Kabul is surrounded by high mountains, raising the hazards for planes flying in bad weather. Snow clouds had cleared Friday, improving the prospects of finding and reaching any crash site, though the area near the Pakistan border is so remote that officials suspect militants, including Osama bin Laden, have hidden there since the fall of Afghanistan's former Taliban government in 2001.
The private airline's mainly domestic flights are popular with Afghans wealthy enough to avoid long journeys over bumpy roads. Aid and reconstruction workers also use them, and three of the passengers were believed to be Americans working for Management Sciences for Health, a firm based in Cambridge, Mass., said company representative William Schiffbauer.
Schiffbauer, who is based in Kabul, said the three employees were women but declined to give further details.

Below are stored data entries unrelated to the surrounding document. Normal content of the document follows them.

//! Tests for data hazard handling: scoreboard stalls and forwarding.

mod common;

use apex_sim::config::{ForwardingPriority, HazardStrategy};
use apex_sim::core::arch::gpr::Gpr;
use apex_sim::core::pipeline::hazards::{
    forward_operand, forward_post_increment, need_stall_load_use, Bypass, Resolution, Scoreboard,
};
use apex_sim::core::pipeline::latches::PipeEntry;
use apex_sim::core::pipeline::signals::AluOp;
use apex_sim::core::pipeline::traits::HazardPolicy;
use apex_sim::isa::Instruction;
use apex_sim::sim::StopReason;
use common::{forwarding_with, TestContext};
use pretty_assertions::assert_eq;
use rstest::rstest;

const RAW_DEPENDENCY: &str = "\
MOVC,R1,#5
ADD,R2,R1,R1
HALT
";

const CHAIN: &str = "\
MOVC,R1,#1
ADDL,R1,R1,#1
ADDL,R1,R1,#1
HALT
";

const POST_INCREMENT: &str = "\
MOVC,R1,#10
MOVC,R2,#7
STOREP,R2,R1,#0
STOREP,R2,R1,#0
LOADP,R3,R1,#-8
ADD,R4,R3,R1
HALT
";

const LOAD_USE: &str = "\
MOVC,R1,#3
STORE,R1,R0,#5
LOAD,R2,R0,#5
ADD,R3,R2,R2
HALT
";

fn load(rd: usize, rs1: usize, post_increment: bool) -> Instruction {
    Instruction::Load {
        rd,
        rs1,
        imm: 0,
        post_increment,
    }
}

fn add(rd: usize, rs1: usize, rs2: usize) -> Instruction {
    Instruction::Arith {
        op: AluOp::Add,
        rd,
        rs1,
        rs2,
    }
}

fn entry(insn: Instruction) -> PipeEntry {
    PipeEntry {
        pc: 4000,
        insn,
        ..Default::default()
    }
}

/// Tests the stall-only strategy on a read-after-write dependency.
///
/// The ADD stalls for two cycles, not one: the busy bit on R1 is only
/// released when MOVC retires from Writeback, and Decode reads the register
/// file in that same cycle. A single-cycle stall would need MOVC's result
/// bypassed from Memory, which the stall-only strategy never does.
#[test]
fn test_scoreboard_stalls_dependent() {
    let mut ctx = TestContext::with_strategy(RAW_DEPENDENCY, HazardStrategy::Scoreboard);
    let outcome = ctx.run();
    assert_eq!(outcome.reason, StopReason::Halted);
    assert_eq!(outcome.instructions, 3);
    assert_eq!(outcome.cycles, 9);
    assert_eq!(ctx.reg(2), 10);
    assert_eq!(
        ctx.sim.cpu.stats.stalls_data, 2,
        "ADD waits until MOVC retires"
    );
}

/// Tests that forwarding removes the stall entirely.
#[test]
fn test_forwarding_removes_stall() {
    let mut ctx = TestContext::with_strategy(RAW_DEPENDENCY, HazardStrategy::Forwarding);
    let outcome = ctx.run();
    assert_eq!(outcome.instructions, 3);
    assert_eq!(outcome.cycles, 7);
    assert_eq!(ctx.reg(2), 10);
    assert_eq!(ctx.sim.cpu.stats.stalls_data, 0);
}

/// Tests that the scoreboard reserves a destination from issue to retire.
#[test]
fn test_scoreboard_reservation_lifetime() {
    let mut ctx = TestContext::with_strategy("MOVC,R4,#1\nHALT\n", HazardStrategy::Scoreboard);
    ctx.tick();
    assert!(ctx.sim.cpu.hazards.reserved().is_empty(), "fetched only");
    ctx.tick();
    assert_eq!(ctx.sim.cpu.hazards.reserved(), vec![4], "issued from Decode");
    ctx.tick();
    ctx.tick();
    assert_eq!(ctx.sim.cpu.hazards.reserved(), vec![4], "still in flight");
    ctx.tick();
    assert!(ctx.sim.cpu.hazards.reserved().is_empty(), "retired");
}

/// Tests that a write-after-write to a busy register also waits.
#[test]
fn test_scoreboard_blocks_busy_destination() {
    let mut board = Scoreboard::new();
    let regs = Gpr::new();
    let bypass = Bypass::default();
    let movc = Instruction::Movc { rd: 3, imm: 1 };
    board.on_issue(&movc);
    assert!(board.is_busy(3));
    assert_eq!(board.resolve(&movc, &regs, &bypass), Resolution::Stall);
    board.on_retire(&movc);
    assert!(matches!(
        board.resolve(&movc, &regs, &bypass),
        Resolution::Issue { .. }
    ));
}

/// Tests that a LOADP reserves both its destination and its base.
#[test]
fn test_scoreboard_post_increment_reservation() {
    let mut board = Scoreboard::new();
    board.on_issue(&load(3, 1, true));
    assert!(board.is_busy(3) && board.is_busy(1));
    assert_eq!(board.reserved(), vec![1, 3]);
    board.on_retire(&load(3, 1, true));
    assert!(board.reserved().is_empty());
}

/// Tests producer search order on a back-to-back chain.
#[rstest]
#[case(ForwardingPriority::Youngest, 3)]
#[case(ForwardingPriority::Oldest, 2)]
fn test_forwarding_priority(#[case] priority: ForwardingPriority, #[case] expected: i32) {
    let mut ctx = TestContext::new(CHAIN, &forwarding_with(priority));
    ctx.run();
    assert_eq!(ctx.reg(1), expected);
}

/// Tests that the scoreboard agrees with youngest-first forwarding.
#[test]
fn test_chain_matches_scoreboard() {
    let mut ctx = TestContext::with_strategy(CHAIN, HazardStrategy::Scoreboard);
    ctx.run();
    assert_eq!(ctx.reg(1), 3);
}

/// Tests post-increment addressing chains under both strategies.
#[rstest]
fn test_post_increment_chain(
    #[values(HazardStrategy::Scoreboard, HazardStrategy::Forwarding)] strategy: HazardStrategy,
) {
    let mut ctx = TestContext::with_strategy(POST_INCREMENT, strategy);
    let outcome = ctx.run();
    assert_eq!(outcome.reason, StopReason::Halted);
    assert_eq!(ctx.mem(10), 7);
    assert_eq!(ctx.mem(14), 7);
    assert_eq!(ctx.reg(1), 22);
    assert_eq!(ctx.reg(3), 7);
    assert_eq!(ctx.reg(4), 29);
}

/// Tests that a consumer of a LOAD waits exactly one cycle.
#[test]
fn test_load_use_single_stall() {
    let mut ctx = TestContext::with_strategy(LOAD_USE, HazardStrategy::Forwarding);
    ctx.run();
    assert_eq!(ctx.reg(3), 6);
    assert_eq!(ctx.sim.cpu.stats.stalls_data, 1);
}

/// Tests the load-use detector directly.
#[test]
fn test_need_stall_load_use() {
    let consumer = add(5, 2, 3);
    assert!(need_stall_load_use(&consumer, Some(&entry(load(2, 9, false)))));
    assert!(need_stall_load_use(&consumer, Some(&entry(load(3, 9, true)))));
    assert!(!need_stall_load_use(&consumer, Some(&entry(load(7, 9, false)))));
    assert!(!need_stall_load_use(&consumer, Some(&entry(add(2, 0, 0)))));
    assert!(!need_stall_load_use(&consumer, None));

    let mut loaded = entry(load(2, 9, false));
    loaded.result_ready = true;
    assert!(!need_stall_load_use(&consumer, Some(&loaded)));

    let base_reader = add(5, 9, 9);
    assert!(
        !need_stall_load_use(&base_reader, Some(&entry(load(2, 9, true)))),
        "the incremented base is forwardable"
    );
}

/// Tests the post-increment forwarding helper.
#[test]
fn test_forward_post_increment() {
    let mut loadp = entry(load(2, 9, true));
    loadp.base_update = 104;
    assert_eq!(forward_post_increment(9, &loadp), Some(104));
    assert_eq!(forward_post_increment(2, &loadp), None);
    assert_eq!(forward_post_increment(9, &entry(load(2, 9, false))), None);
}

/// Tests operand resolution through the bypass network.
#[test]
fn test_forward_operand_sources() {
    let mut regs = Gpr::new();
    regs.write(1, 100);

    let mut ex = entry(add(1, 0, 0));
    ex.result = 7;
    ex.result_ready = true;
    let mut wb = entry(add(1, 0, 0));
    wb.result = 3;
    wb.result_ready = true;

    let bypass = Bypass {
        execute: Some(ex),
        memory: None,
        writeback: Some(wb),
    };
    assert_eq!(forward_operand(1, &bypass, &regs, ForwardingPriority::Youngest), 7);
    assert_eq!(forward_operand(1, &bypass, &regs, ForwardingPriority::Oldest), 3);
    assert_eq!(forward_operand(2, &bypass, &regs, ForwardingPriority::Youngest), 0);
    assert_eq!(
        forward_operand(1, &Bypass::default(), &regs, ForwardingPriority::Youngest),
        100,
        "falls back to the register file"
    );
}

/// Tests that forwarding never takes more cycles than stalling.
#[rstest]
#[case(RAW_DEPENDENCY)]
#[case(CHAIN)]
#[case(POST_INCREMENT)]
#[case(LOAD_USE)]
fn test_forwarding_not_slower(#[case] program: &str) {
    let mut stalled = TestContext::with_strategy(program, HazardStrategy::Scoreboard);
    let mut forwarded = TestContext::with_strategy(program, HazardStrategy::Forwarding);
    let slow = stalled.run();
    let fast = forwarded.run();
    assert!(fast.cycles <= slow.cycles, "{} > {}", fast.cycles, slow.cycles);
    assert_eq!(
        forwarded.sim.cpu.regs.values(),
        stalled.sim.cpu.regs.values()
    );
}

A spokeswoman for the U.S. Embassy in Kabul said officials were trying to establish how many Americans were on the plane.
A Bangladeshi national working for Snowy Mountains Engineering Corp., an Australian consulting firm, was also on board, said company official Shaheen Bokhari.
NATO, which has an 8,000-member peacekeeping force in Kabul, was leading the search using Apache and Black Hawk helicopters, dozens of ground troops and an unmanned drone, spokeswoman Maj. Karen Tissot Van Patot said. Afghan police and troops also joined the rescue mission.
Qasemi said the pilot last contacted the Kabul control tower at about 3 p.m. Thursday to ask for a weather update and was cleared for landing by Bagram Air Base moments before it disappeared from radar screens.
He said officials had checked with local air fields and those in neighboring countries without finding any trace of the plane.
The last major plane crash in Afghanistan was on Nov. 27 last year, when a transport plane under contract to the U.S. military crashed in central Bamiyan province, killing three American soldiers and three American civilian crew.
The most recent commercial crash was on March 19, 1998, when an Ariana Airlines Boeing 727 slammed into a mountain near Kabul, killing all 45 passengers and crew.
Kam Air was the first private airline established in Afghanistan after the fall of the Taliban in 2001 and made its maiden flight on the Kabul-Herat route in November 2003. The airline operates a fleet of leased Boeing and Antonov aircraft on domestic Afghan routes as well as to Dubai.